# Cohutta Hunt



## bighits4421 (Oct 10, 2019)

Anyone on here doing the Cohutta rifle hunt this weekend?


----------



## WoodlandScout82 (Oct 10, 2019)

bighits4421 said:


> Anyone on here doing the Cohutta rifle hunt this weekend?


I was there from 6-6, didn't see a single thing or any fresh sign. I'll be there the next 3 days


----------



## bighits4421 (Oct 10, 2019)

I'll be there tomorrow - Sunday. I'm surprised to hear that. You sitting over some acorns?


----------



## rigderunner (Oct 10, 2019)

I'll be up that way tomorrow afternoon and Saturday.
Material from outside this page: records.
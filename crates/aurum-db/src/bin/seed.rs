//! # Seed Data Generator
//!
//! Writes a rate sheet and a few demo estimations for development.
//!
//! ## Usage
//! ```bash
//! # Three demo estimations into the configured database
//! cargo run -p aurum-db --bin seed
//!
//! # Custom amount and database path
//! cargo run -p aurum-db --bin seed -- --count 10 --db ./aurum_dev.db
//! ```
//!
//! ## Generated Estimations
//! Each estimation prices one or two catalog pieces against the demo rate
//! sheet. Every second one trades in old gold; every third one redeems a chit.

use rust_decimal::Decimal;
use std::env;
use std::path::PathBuf;

use aurum_core::entry::{price_product, PurchaseDraft};
use aurum_core::{
    ChitDeduction, Customer, EstimationStore, FinalizeOutcome, MakingChargeType, Metal,
    MetalRateSheet, Money, Product, PurchaseDeduction, WastageType,
};
use aurum_db::logging::init_tracing;
use aurum_db::{Database, DbConfig, EstimateConfig, SqliteGateway};

/// Walk-in customers for demo estimations.
const CUSTOMERS: &[(&str, &str)] = &[
    ("Lakshmi Narayanan", "9876543210"),
    ("Ravi Kumar", "9000012345"),
    ("Meena Sundaram", "9444098765"),
    ("Arjun Prakash", "9840011223"),
];

/// Demo rate sheet, rupees per gram.
fn demo_rate_sheet() -> MetalRateSheet {
    MetalRateSheet::new(
        Decimal::new(4900, 0),
        Decimal::new(5450, 0),
        Decimal::new(6000, 0),
        Decimal::new(6540, 0),
        Decimal::new(80, 0),
    )
}

/// Tagged pieces on the showroom floor.
fn catalog() -> Vec<Product> {
    vec![
        Product {
            tag_number: Some("TG-22-0042".into()),
            description: Some("Plain ring".into()),
            metal: Metal::Gold,
            purity: 22,
            piece_count: 1,
            gross_weight: Decimal::new(55, 1),
            stone_weight: Decimal::ZERO,
            wastage: Decimal::new(10, 0),
            wastage_type: WastageType::Percentage,
            making_charge: Decimal::new(500, 0),
            making_charge_type: MakingChargeType::Fixed,
        },
        Product {
            tag_number: Some("TG-22-0107".into()),
            description: Some("Stone studded bangle".into()),
            metal: Metal::Gold,
            purity: 22,
            piece_count: 2,
            gross_weight: Decimal::new(24_350, 3),
            stone_weight: Decimal::new(1_200, 3),
            wastage: Decimal::new(12, 1),
            wastage_type: WastageType::Weight,
            making_charge: Decimal::new(450, 0),
            making_charge_type: MakingChargeType::PerGram,
        },
        Product {
            tag_number: Some("TG-18-0013".into()),
            description: Some("Diamond pendant".into()),
            metal: Metal::Gold,
            purity: 18,
            piece_count: 1,
            gross_weight: Decimal::new(4_100, 3),
            stone_weight: Decimal::new(300, 3),
            wastage: Decimal::new(14, 0),
            wastage_type: WastageType::Percentage,
            making_charge: Decimal::new(12, 0),
            making_charge_type: MakingChargeType::Percentage,
        },
        Product {
            tag_number: Some("SV-0301".into()),
            description: Some("Silver anklet pair".into()),
            metal: Metal::Silver,
            purity: 925,
            piece_count: 2,
            gross_weight: Decimal::new(62, 0),
            stone_weight: Decimal::ZERO,
            wastage: Decimal::new(8, 0),
            wastage_type: WastageType::Percentage,
            making_charge: Decimal::new(15, 0),
            making_charge_type: MakingChargeType::PerGram,
        },
    ]
}

#[tokio::main]
async fn main() -> Result<(), Box<dyn std::error::Error>> {
    init_tracing();

    // Parse command line arguments
    let args: Vec<String> = env::args().collect();

    let mut count: usize = 3;
    let mut db_path: Option<String> = None;
    let mut config_path: Option<PathBuf> = None;

    let mut i = 1;
    while i < args.len() {
        match args[i].as_str() {
            "--count" | "-c" => {
                if i + 1 < args.len() {
                    count = args[i + 1].parse().unwrap_or(3);
                    i += 1;
                }
            }
            "--db" | "-d" => {
                if i + 1 < args.len() {
                    db_path = Some(args[i + 1].clone());
                    i += 1;
                }
            }
            "--config" => {
                if i + 1 < args.len() {
                    config_path = Some(PathBuf::from(&args[i + 1]));
                    i += 1;
                }
            }
            "--help" | "-h" => {
                println!("Aurum Estimate Seed Data Generator");
                println!();
                println!("Usage: seed [OPTIONS]");
                println!();
                println!("Options:");
                println!("  -c, --count <N>      Number of estimations to generate (default: 3)");
                println!("  -d, --db <PATH>      Database file path (default: from estimate.toml)");
                println!("      --config <PATH>  Config file path (default: platform config dir)");
                println!("  -h, --help           Show this help message");
                return Ok(());
            }
            _ => {}
        }
        i += 1;
    }

    let config = EstimateConfig::load_or_default(config_path);
    let db_config = match &db_path {
        Some(path) => DbConfig::new(path).max_connections(config.database.max_connections),
        None => config.db_config(),
    };

    println!("🌱 Aurum Estimate Seed Data Generator");
    println!("=====================================");
    println!("Store:       {}", config.store.name);
    println!("Database:    {}", db_config.database_path.display());
    println!("Tax:         {}%", config.pricing.tax_percent);
    println!("Estimations: {}", count);
    println!();

    let db = Database::new(db_config).await?;

    println!("✓ Connected to database");
    println!("✓ Migrations applied");

    let existing = db.estimations().count().await?;
    if existing > 0 {
        println!("⚠ Database already has {} estimations", existing);
        println!("  Skipping seed to keep numbering clean.");
        println!("  Delete the database file to regenerate.");
        return Ok(());
    }

    let mut store = EstimationStore::new(SqliteGateway::new(db.clone()), config.pricing());
    store.load().await?;
    store.update_rate_sheet(demo_rate_sheet()).await?;
    println!("✓ Rate sheet saved (22K ₹{}/g)", store.rate_sheet().rate_22k);

    println!();
    println!("Generating estimations...");

    let products = catalog();
    for n in 0..count {
        let first = &products[n % products.len()];
        let item = price_product(first, store.rate_sheet(), store.config(), format!("item-{n}-a"));
        store.add_item(item);

        if n % 2 == 1 {
            let second = &products[(n + 1) % products.len()];
            let item =
                price_product(second, store.rate_sheet(), store.config(), format!("item-{n}-b"));
            store.add_item(item);

            let trade_in = store.price_purchase(
                PurchaseDraft::new(format!("old-{n}"), "old chain", Metal::Gold, 22, Decimal::new(8, 0))
                    .with_deduction(PurchaseDeduction::Percentage(Decimal::new(8, 0))),
            );
            store.add_purchase_item(trade_in);
        }

        if n % 3 == 2 {
            store.add_chit_item(ChitDeduction::new(
                format!("chit-{n}"),
                format!("CH-{:04}", 100 + n),
                Money::new(Decimal::new(5000, 0)),
            ));
        }

        let (name, mobile) = CUSTOMERS[n % CUSTOMERS.len()];
        store.set_customer(Customer::new(name, mobile));

        let net_payable = store.totals().net_payable;
        match store.finalize().await? {
            FinalizeOutcome::Saved { estimation_number } => {
                println!("  #{:<4} {:<20} {}", estimation_number, name, net_payable);
            }
            FinalizeOutcome::NothingToSave => {}
        }
    }

    println!();
    println!("Recent estimations:");
    for record in store.history() {
        println!(
            "  #{:<4} {} item(s), net payable {}",
            record.estimation_number,
            record.items.len(),
            record.totals.net_payable
        );
    }

    println!();
    println!("✓ Seed complete!");

    db.close().await;
    Ok(())
}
I drove across the mtn tonight and seen one bear and 4 deer on the roads


----------



## rigderunner (Oct 10, 2019)

Here is the bear


----------



## bighits4421 (Oct 10, 2019)

Awesome, I'm going do some walk and sit hunting tomorrow evening just SW of Lake Conasauga. If no sign, I'll go higher for Saturday and Sunday and try and use my climber. Trying to find the elevation that has acorns.


----------



## WoodlandScout82 (Oct 11, 2019)

bighits4421 said:


> Awesome, I'm going do some walk and sit hunting tomorrow evening just SW of Lake Conasauga. If no sign, I'll go higher for Saturday and Sunday and try and use my climber. Trying to find the elevation that has acorns.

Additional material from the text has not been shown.